Find the line containing "use super::*;" in the entries below. Restate it and each line after it, word for word, up to and including the line containing "assert_eq!(*driven.borrow(), [false, true]);".

- Information shown -
=======

//! Sensor Node
//!
//! ## Overview
//!
//! A node owns every component of one device, the wiring graph between them,
//! and the queue of pending changes. It has two phases:
//!
//! 1. **Assembly** through [`NodeBuilder`]: add components, connect wires.
//! 2. **Running**: [`setup`](Node::setup) once, then [`tick`](Node::tick)
//!    (or [`poll`](Node::poll) with a clock) forever.
//!
//! ## Tick
//!
//! Each tick cycles every component in assembly order. After each component
//! returns, the node drains the change queue: every accepted change goes to
//! the observers first and then to each subscribed input, in connection
//! order. Anything those inputs publish is drained in the same pass, so all
//! deliveries triggered by a tick have completed when `tick` returns.
//!
//! ```rust
//! use fieldwire_core::{HysteresisControl, Node};
//!
//! let control = HysteresisControl::new("control", "Control", 50.0, 1.0, 0.0, 100.0).unwrap();
//! let mut node = Node::builder().add(control).unwrap().build();
//!
//! assert!(node.setup().all_ready());
//! node.inject(&"control/now".parse().unwrap(), 80.0).unwrap();
//! assert_eq!(node.value(&"control/out".parse().unwrap()), Some(1.0));
//! ```

mod builder;

pub use builder::NodeBuilder;

use alloc::boxed::Box;

use heapless::Vec;

use crate::{
    channel::OutputChannel,
    constants::buffers::{MAX_COMPONENTS, MAX_OBSERVERS},
    errors::WiringError,
    ids::{self, ChannelId, InputId, Label},
    queue::{ChangeQueue, QueueStats},
    time::{elapsed_ms, TimeSource, Timestamp},
    traits::{ChangeObserver, Component},
    wiring::WiringGraph,
};

/// Outcome of [`Node::setup`]
#[derive(Debug, Clone, Default, PartialEq)]
pub struct SetupReport {
    ready: Vec<Label, MAX_COMPONENTS>,
    failed: Vec<Label, MAX_COMPONENTS>,
}

impl SetupReport {
    /// Whether every component initialised
    pub fn all_ready(&self) -> bool {
        self.failed.is_empty()
    }

    /// Identifiers of components that initialised
    pub fn ready(&self) -> &[Label] {
        &self.ready
    }

    /// Identifiers of components whose device did not respond
    pub fn failed(&self) -> &[Label] {
        &self.failed
    }
}

/// Assembled sensor node
pub struct Node {
    components: Vec<Box<dyn Component>, MAX_COMPONENTS>,
    graph: WiringGraph,
    observers: Vec<Box<dyn ChangeObserver>, MAX_OBSERVERS>,
    changes: ChangeQueue,
    period_ms: u64,
    last_tick: Option<Timestamp>,
    ticks: u64,
}

impl Node {
    /// Start assembling a node
    pub fn builder() -> NodeBuilder {
        NodeBuilder::new()
    }

    /// Register an observer for every accepted change
    ///
    /// Returns `false` when the observer table is full.
    pub fn observe<O: ChangeObserver + 'static>(&mut self, observer: O) -> bool {
        self.observers.push(Box::new(observer)).is_ok()
    }

    /// Initialise every component once
    ///
    /// Failures are collected, never fatal: a component whose device did not
    /// respond stays inert while the rest of the node keeps running. Calling
    /// this again does not re-probe components that already initialised.
    pub fn setup(&mut self) -> SetupReport {
        let mut report = SetupReport::default();

        for component in self.components.iter_mut() {
            // Component ids were validated when they were added.
            let Ok(id) = ids::label(component.id()) else {
                continue;
            };

            match component.setup() {
                Ok(()) => {
                    let _ = report.ready.push(id);
                }
                Err(error) => {
                    log_warn!("{}: setup failed: {}", id.as_str(), error);
                    let _ = report.failed.push(id);
                }
            }
        }

        log_info!(
            "setup complete: {} ready, {} failed",
            report.ready.len(),
            report.failed.len()
        );
        report
    }

    /// Run one acquisition step over all components
    pub fn tick(&mut self) {
        for index in 0..self.components.len() {
            self.components[index].cycle(&mut self.changes);
            self.dispatch();
        }
        self.ticks = self.ticks.wrapping_add(1);
        log_trace!("tick {} done", self.ticks);
    }

    /// Tick if at least one period has elapsed since the last tick
    ///
    /// The first poll always ticks. Returns whether a tick ran.
    pub fn poll<T: TimeSource>(&mut self, time: &T) -> bool {
        let now = time.now();
        let due = match self.last_tick {
            None => true,
            Some(last) => elapsed_ms(last, now) >= self.period_ms,
        };

        if due {
            self.last_tick = Some(now);
            self.tick();
        }
        due
    }

    /// Deliver a value to an input slot from outside the graph
    ///
    /// Changes the input causes are delivered before this returns.
    pub fn inject(&mut self, target: &InputId, value: f32) -> Result<(), WiringError> {
        if !self.graph.has_input(target) {
            return Err(WiringError::UnknownInput(target.clone()));
        }

        let accepted = match self
            .components
            .iter_mut()
            .find(|component| component.id() == target.component())
        {
            Some(component) => component.set_input(target.port(), value, &mut self.changes),
            None => false,
        };

        self.dispatch();

        if accepted {
            Ok(())
        } else {
            Err(WiringError::UnknownInput(target.clone()))
        }
    }

    /// Drain pending changes to observers and subscribers
    fn dispatch(&mut self) {
        let Self {
            components,
            graph,
            observers,
            changes,
            ..
        } = self;

        while let Some(change) = changes.pop() {
            for observer in observers.iter_mut() {
                observer.on_change(&change);
            }

            for target in graph.subscribers(&change.channel) {
                let Some(component) = components
                    .iter_mut()
                    .find(|component| component.id() == target.component())
                else {
                    continue;
                };

                log_trace!("deliver {} -> {}", change.channel.as_str(), target.as_str());
                if !component.set_input(target.port(), change.value, changes) {
                    log_warn!("{}: input refused", target.as_str());
                }
            }
        }
    }

    /// Current value of an output channel
    pub fn value(&self, channel: &ChannelId) -> Option<f32> {
        self.channel(channel).map(OutputChannel::get)
    }

    /// Look up an output channel by path
    pub fn channel(&self, channel: &ChannelId) -> Option<&OutputChannel> {
        self.component(channel.component())?.output(channel.port())
    }

    /// Look up a component by identifier
    pub fn component(&self, id: &str) -> Option<&dyn Component> {
        self.components
            .iter()
            .find(|component| component.id() == id)
            .map(|component| &**component)
    }

    /// Components in cycle order
    pub fn components(&self) -> impl ExactSizeIterator<Item = &dyn Component> + '_ {
        self.components.iter().map(|component| &**component)
    }

    /// Wiring between the components
    pub fn graph(&self) -> &WiringGraph {
        &self.graph
    }

    /// Interval between ticks used by `poll`
    pub fn period_ms(&self) -> u64 {
        self.period_ms
    }

    /// Number of completed ticks
    pub fn ticks(&self) -> u64 {
        self.ticks
    }

    /// Delivery counters, including dropped changes
    pub fn queue_stats(&self) -> QueueStats {
        self.changes.stats()
    }
}

#[cfg(test)]
mod tests {
    use super::*;
    use crate::{
        control::{HysteresisControl, Switch, SwitchDriver},
        queue::Change,
        time::FixedTime,
    };
    use std::{cell::RefCell, rc::Rc};

    struct Led(Rc<RefCell<std::vec::Vec<bool>>>);

    impl SwitchDriver for Led {
        fn drive(&mut self, on: bool) {
            self.0.borrow_mut().push(on);
        }
    }

    fn node() -> (Node, Rc<RefCell<std::vec::Vec<bool>>>) {
        let driven = Rc::new(RefCell::new(std::vec::Vec::new()));
        let control = HysteresisControl::new("control", "Control", 50.0, 1.0, 0.0, 100.0).unwrap();
        let led = Switch::new("ledbuiltin", "LED", Led(driven.clone())).unwrap();

        let node = Node::builder()
            .add(control)
            .unwrap()
            .add(led)
            .unwrap()
            .wire("control/out", "ledbuiltin/on")
            .unwrap()
            .build();
        (node, driven)
    }

    #[test]
    fn inject_cascades_through_wires() {
        let (mut node, driven) = node();
        node.setup();

        node.inject(&"control/now".parse().unwrap(), 60.0).unwrap();
        assert_eq!(*driven.borrow(), [false, true]);

        node.inject(&"control/now".parse().unwrap(), 40.0).unwrap();
        assert_eq!(*driven.borrow(), [false, true, false]);
    }

    #[test]
    fn inject_unknown_input() {
        let (mut node, _) = node();
        let result = node.inject(&"pump/on".parse().unwrap(), 1.0);
        assert_eq!(result, Err(WiringError::UnknownInput("pump/on".parse().unwrap())));
    }

    #[test]
    fn observers_see_every_change() {
        let (mut node, _) = node();
        let seen: Rc<RefCell<std::vec::Vec<Change>>> = Rc::default();
        let sink = seen.clone();
        assert!(node.observe(move |change: &Change| sink.borrow_mut().push(change.clone())));

        node.inject(&"control/now".parse().unwrap(), 60.0).unwrap();
        let seen = seen.borrow();
        assert_eq!(seen.len(), 1);
        assert_eq!(seen[0].channel.as_str(), "control/out");
        assert_eq!(seen[0].value, 1.0);
    }

    #[test]
    fn poll_respects_period() {
        let (node, _) = node();
        let mut node = Node { period_ms: 1_000, ..node };
        let mut clock = FixedTime::new(5_000);

        assert!(node.poll(&clock));
        clock.advance(999);
        assert!(!node.poll(&clock));
        clock.advance(1);
        assert!(node.poll(&clock));
        assert_eq!(node.ticks(), 2);
    }

    #[test]
    fn setup_report_lists_components() {
        let (mut node, _) = node();
        let report = node.setup();
        assert!(report.all_ready());
        assert_eq!(report.ready().len(), 2);
        assert!(report.failed().is_empty());
    }
}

=======

- Answer to this task -
    use super::*;
    use crate::{
        control::{HysteresisControl, Switch, SwitchDriver},
        queue::Change,
        time::FixedTime,
    };
    use std::{cell::RefCell, rc::Rc};

    struct Led(Rc<RefCell<std::vec::Vec<bool>>>);

    impl SwitchDriver for Led {
        fn drive(&mut self, on: bool) {
            self.0.borrow_mut().push(on);
        }
    }

    fn node() -> (Node, Rc<RefCell<std::vec::Vec<bool>>>) {
        let driven = Rc::new(RefCell::new(std::vec::Vec::new()));
        let control = HysteresisControl::new("control", "Control", 50.0, 1.0, 0.0, 100.0).unwrap();
        let led = Switch::new("ledbuiltin", "LED", Led(driven.clone())).unwrap();

        let node = Node::builder()
            .add(control)
            .unwrap()
            .add(led)
            .unwrap()
            .wire("control/out", "ledbuiltin/on")
            .unwrap()
            .build();
        (node, driven)
    }

    #[test]
    fn inject_cascades_through_wires() {
        let (mut node, driven) = node();
        node.setup();

        node.inject(&"control/now".parse().unwrap(), 60.0).unwrap();
        assert_eq!(*driven.borrow(), [false, true]);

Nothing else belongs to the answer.